Is that possible implement the same code but only enabled when adding a dependency to SpringBoot project? If possible, how to achieve it?

I want to implement the code like this:

     DoSomethingUtil doSomethingUtil = new DoSomethingUtil();
     doSomethingUtil.send("API URL", "System A", "Hello");

It would do nothing when project didn't add the implement of the DoSomethingUtil.java.

After adding to pom.xml that which would implement the DoSomethingUtil.java, it would really do something.

CodePudding user response:

Given that you don't need to know about DoSomethingUtil anywhere else in your code, you can run something on it only if it's present in your classpath (without importing it) if you use reflection all the way:

try {
    Class<?> dsuClass = Class.forName("do.something.util.DoSomethingUtil");
    Object dsuInstance = dsyClass.getConstructor().newInstance();
    Method sendMethod = dsuClass.getDecaredMethod("send", String.class, String.class, String.class);
    sendMethod.invoke(dsuInstance, "API URL", "System A", "Hello");
} catch (Exception ignored) {}

You may want to revisit the poor error handling above to distinguish (at least) between class not being present in the classpath and send() method invocation failure.

CodePudding user response:

What you appear to be describing is adding a dependency, not "importing" something.

Will it work?

Sort of. What you could do is overlay the definition of the.pkg.DoSomethingUtil with another version of the.pkg.DoSomethingUtil in a different JAR file. It can work, but it makes your application sensitive to the order of the JARs on the runtime classpath. That makes your application fragile ... to say the least.

You can probably make this work with classic Java if you have full control of the runtime classpath. However:

  • I'm not sure if it will work with SpringBoot.

  • If you tried this sort of thing on Android, the APK builder would protest. It treats the scenario of two classes with the same full name as an error.


I think there is a better solution:

  1. Refactor the code so that there is a DoSomethingUtil interface and two classes; e.g. RealDoSomethingUtil and DummyDoSomethingUtil.

  2. Replace new DoSomethingUtil() with a call to a factory method.

  3. Implement the factory method something like this:

    private static Class<?> doSomethingClass;
    
    public static synchronized DoSomethingUtil makeDoSomethingUtil() {
        if (doSomethingClass == null) {
            try {
                doSomethingClass = Class.forName("the.pkg.RealDoSomethingUtil");
            } catch (Exception ex) {
                doSomethingClass = the.pkg.DummyDoSomethingUtil.class;
            }
        }
        return (DoSomethingUtil) (doSomethingClass.newInstance());
    }
    
  4. Put RealDoSomethingUtil into the add-on JAR file, and DoSomethingUtil, RealDoSomethingUtil and the factory method into the main JAR file.

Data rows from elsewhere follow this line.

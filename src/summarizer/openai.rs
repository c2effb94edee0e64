// file: src/summarizer/openai.rs
// description: OpenAI chat completions client for function summaries
// reference: https://platform.openai.com/docs/api-reference/chat

use crate::config::LlmConfig;
use crate::error::{PipelineError, Result};
use crate::summarizer::Summarizer;
use crate::utils::Validator;
use async_trait::async_trait;
use reqwest::{Client, StatusCode};
use serde::{Deserialize, Serialize};
use tracing::debug;

#[derive(Debug, Serialize)]
struct ChatCompletionRequest<'a> {
    model: &'a str,
    messages: Vec<ChatMessage<'a>>,
    max_tokens: u32,
    temperature: f32,
}

#[derive(Debug, Serialize)]
struct ChatMessage<'a> {
    role: &'a str,
    content: String,
}

#[derive(Debug, Deserialize)]
struct ChatCompletionResponse {
    choices: Vec<Choice>,
}

#[derive(Debug, Deserialize)]
struct Choice {
    message: ResponseMessage,
}

#[derive(Debug, Deserialize)]
struct ResponseMessage {
    #[serde(default)]
    content: Option<String>,
}

#[derive(Debug, Deserialize)]
struct ApiErrorResponse {
    error: ApiError,
}

#[derive(Debug, Deserialize)]
struct ApiError {
    message: String,
}

pub struct OpenAiClient {
    client: Client,
    config: LlmConfig,
}

impl OpenAiClient {
    pub fn new(config: LlmConfig) -> Result<Self> {
        Validator::validate_url(&config.api_url)?;

        Ok(Self {
            client: Client::new(),
            config,
        })
    }

    pub fn has_api_key(&self) -> bool {
        self.config.api_key.is_some()
    }

    fn endpoint(&self) -> String {
        format!("{}/chat/completions", self.config.api_url.trim_end_matches('/'))
    }

    fn user_prompt(&self, snippet: &str) -> String {
        format!("{}:\n\n{}", self.config.instruction, snippet)
    }

    fn failure_from_status(status: StatusCode, body: &str) -> PipelineError {
        let message = serde_json::from_str::<ApiErrorResponse>(body)
            .map(|parsed| parsed.error.message)
            .unwrap_or_else(|_| body.to_string());

        match status {
            StatusCode::BAD_REQUEST | StatusCode::NOT_FOUND => PipelineError::InvalidRequest(message),
            _ => PipelineError::Summarization(format!(
                "OpenAI API request failed with status {}: {}",
                status, message
            )),
        }
    }
}

#[async_trait]
impl Summarizer for OpenAiClient {
    async fn summarize(&self, snippet: &str) -> Result<String> {
        let api_key = self.config.api_key.as_deref().ok_or_else(|| {
            PipelineError::Summarization(
                "No API key provided. Set OPENAI_API_KEY in the environment".to_string(),
            )
        })?;

        let request = ChatCompletionRequest {
            model: &self.config.model,
            messages: vec![
                ChatMessage {
                    role: "system",
                    content: self.config.system_prompt.clone(),
                },
                ChatMessage {
                    role: "user",
                    content: self.user_prompt(snippet),
                },
            ],
            max_tokens: self.config.max_tokens,
            temperature: self.config.temperature,
        };

        debug!(
            "Requesting summary from {} for {} chars",
            self.config.model,
            snippet.len()
        );

        let response = self
            .client
            .post(self.endpoint())
            .bearer_auth(api_key)
            .json(&request)
            .send()
            .await
            .map_err(|e| {
                PipelineError::Summarization(format!("Failed to send OpenAI API request: {}", e))
            })?;

        if !response.status().is_success() {
            let status = response.status();
            let error_text = response
                .text()
                .await
                .unwrap_or_else(|_| "Unknown error".to_string());
            return Err(Self::failure_from_status(status, &error_text));
        }

        let completion: ChatCompletionResponse = response.json().await.map_err(|e| {
            PipelineError::Summarization(format!("Failed to parse OpenAI API response: {}", e))
        })?;

        let content = completion
            .choices
            .into_iter()
            .next()
            .ok_or_else(|| {
                PipelineError::Summarization("No choices returned from OpenAI API".to_string())
            })?
            .message
            .content
            .unwrap_or_default();

        Ok(content.trim().to_string())
    }
}

#[cfg(test)]
mod tests {
    use super::*;
    use crate::summarizer::describe_failure;
    use mockito::{Matcher, Server};
    use serde_json::json;

    fn client_for(server: &Server, api_key: Option<&str>) -> OpenAiClient {
        OpenAiClient::new(LlmConfig {
            api_url: format!("{}/v1", server.url()),
            api_key: api_key.map(str::to_string),
            ..LlmConfig::default()
        })
        .unwrap()
    }

    #[tokio::test]
    async fn test_summarize_returns_trimmed_content() {
        let mut server = Server::new_async().await;
        let m = server
            .mock("POST", "/v1/chat/completions")
            .match_header("authorization", "Bearer sk-test")
            .match_body(Matcher::AllOf(vec![
                Matcher::PartialJson(json!({
                    "model": "gpt-3.5-turbo",
                    "max_tokens": 150
                })),
                Matcher::Regex("You are a Python code analyzer.".to_string()),
                Matcher::Regex(r"brief description:\\n\\ndef load\(path\):".to_string()),
            ]))
            .with_status(200)
            .with_header("content-type", "application/json")
            .with_body(r#"{"choices":[{"message":{"role":"assistant","content":"  Loads a file.\n"}}]}"#)
            .expect(1)
            .create_async()
            .await;

        let client = client_for(&server, Some("sk-test"));
        let summary = client.summarize("def load(path):").await.unwrap();

        assert_eq!(summary, "Loads a file.");
        m.assert_async().await;
    }

    #[tokio::test]
    async fn test_bad_request_is_invalid_request() {
        let mut server = Server::new_async().await;
        let _m = server
            .mock("POST", "/v1/chat/completions")
            .with_status(400)
            .with_header("content-type", "application/json")
            .with_body(r#"{"error":{"message":"max_tokens is too large","type":"invalid_request_error"}}"#)
            .create_async()
            .await;

        let client = client_for(&server, Some("sk-test"));
        let err = client.summarize("def f():").await.unwrap_err();

        assert_eq!(
            describe_failure(&err),
            "Invalid request error: max_tokens is too large"
        );
    }

    #[tokio::test]
    async fn test_server_error_is_generic_failure() {
        let mut server = Server::new_async().await;
        let _m = server
            .mock("POST", "/v1/chat/completions")
            .with_status(500)
            .with_body("upstream exploded")
            .create_async()
            .await;

        let client = client_for(&server, Some("sk-test"));
        let err = client.summarize("def f():").await.unwrap_err();
        let description = describe_failure(&err);

        assert!(description.starts_with("An error occurred:"));
        assert!(description.contains("500"));
        assert!(description.contains("upstream exploded"));
    }

    #[tokio::test]
    async fn test_empty_choices_is_an_error() {
        let mut server = Server::new_async().await;
        let _m = server
            .mock("POST", "/v1/chat/completions")
            .with_status(200)
            .with_header("content-type", "application/json")
            .with_body(r#"{"choices":[]}"#)
            .create_async()
            .await;

        let client = client_for(&server, Some("sk-test"));
        assert!(client.summarize("def f():").await.is_err());
    }

    #[tokio::test]
    async fn test_missing_api_key_fails_without_request() {
        let mut server = Server::new_async().await;
        let m = server
            .mock("POST", "/v1/chat/completions")
            .expect(0)
            .create_async()
            .await;

        let client = client_for(&server, None);
        assert!(!client.has_api_key());

        let err = client.summarize("def f():").await.unwrap_err();
        assert!(describe_failure(&err).contains("OPENAI_API_KEY"));
        m.assert_async().await;
    }

    #[test]
    fn test_endpoint_tolerates_trailing_slash() {
        let client = OpenAiClient::new(LlmConfig {
            api_url: "https://api.openai.com/v1/".to_string(),
            ..LlmConfig::default()
        })
        .unwrap();
        assert_eq!(client.endpoint(), "https://api.openai.com/v1/chat/completions");
    }
}
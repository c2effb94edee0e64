// file: src/lib.rs
// description: library entry point and public api exports
// reference: rust library patterns
#![doc = include_str!(concat!(env!("CARGO_MANIFEST_DIR"), "/readme.md"))]

pub mod config;
pub mod error;
pub mod exporter;
pub mod extractor;
pub mod models;
pub mod pipeline;
pub mod repository;
pub mod summarizer;
pub mod utils;

pub use config::{Config, ExtractionConfig, GithubConfig, LlmConfig, OutputConfig, OutputFormat};
pub use error::{PipelineError, Result};
pub use exporter::{CsvExporter, ExportManifest, JsonExporter, export};
pub use extractor::{DefinitionExtractor, FunctionDefinition};
pub use models::{COLUMN_HEADERS, FunctionRecord};
pub use pipeline::{PipelineStats, ProgressTracker, RepositoryFailure, RunReport, SummaryPipeline};
pub use repository::{
    EntryKind, FileScanner, GithubClient, LocalSource, RepoEntry, RepositoryRouter,
    RepositorySource,
};
pub use summarizer::{OpenAiClient, Summarizer, describe_failure};
pub use utils::{ScanTimer, SummaryThroughput, Validator};
use serde::Deserialize;

#[derive(Deserialize)]
pub struct VersionManifest {
    pub versions: Vec<VersionManifestEntry>
}

impl VersionManifest {
    pub fn find(&self, version_id: &str) -> Option<&VersionManifestEntry> {
        self.versions.iter().find(|v| v.id == version_id)
    }
}

#[derive(Deserialize)]
pub struct VersionManifestEntry {
    pub id: String,
    #[serde(rename(deserialize = "type"))]
    pub release_type: Option<String>,
    pub url: String,
    pub sha1: Option<String>
}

You should probably make the exception handling more selective so that it deals with different classloader errors differently. For example, if RealDoSomethingUtil exists but can't be loaded, you probably should log that ... or maybe let the exception crash the application.


You could also make use of ServiceLoader, but I don't know if it would be simpler ...

CodePudding user response:

The java Service Provide API (SPI) is there to detect wether implementation(s) of an interface exists.

  • You have a jar with an interface DoSomethingUtil in your application.
  • Possibly on the class path an implementation jar (MyDoSomethingUtilImpl implements DoSomethingUtil), with an entry in META-INF/services.
  • You must check whether the interface is implemented.
  • One could make a fallback implementation.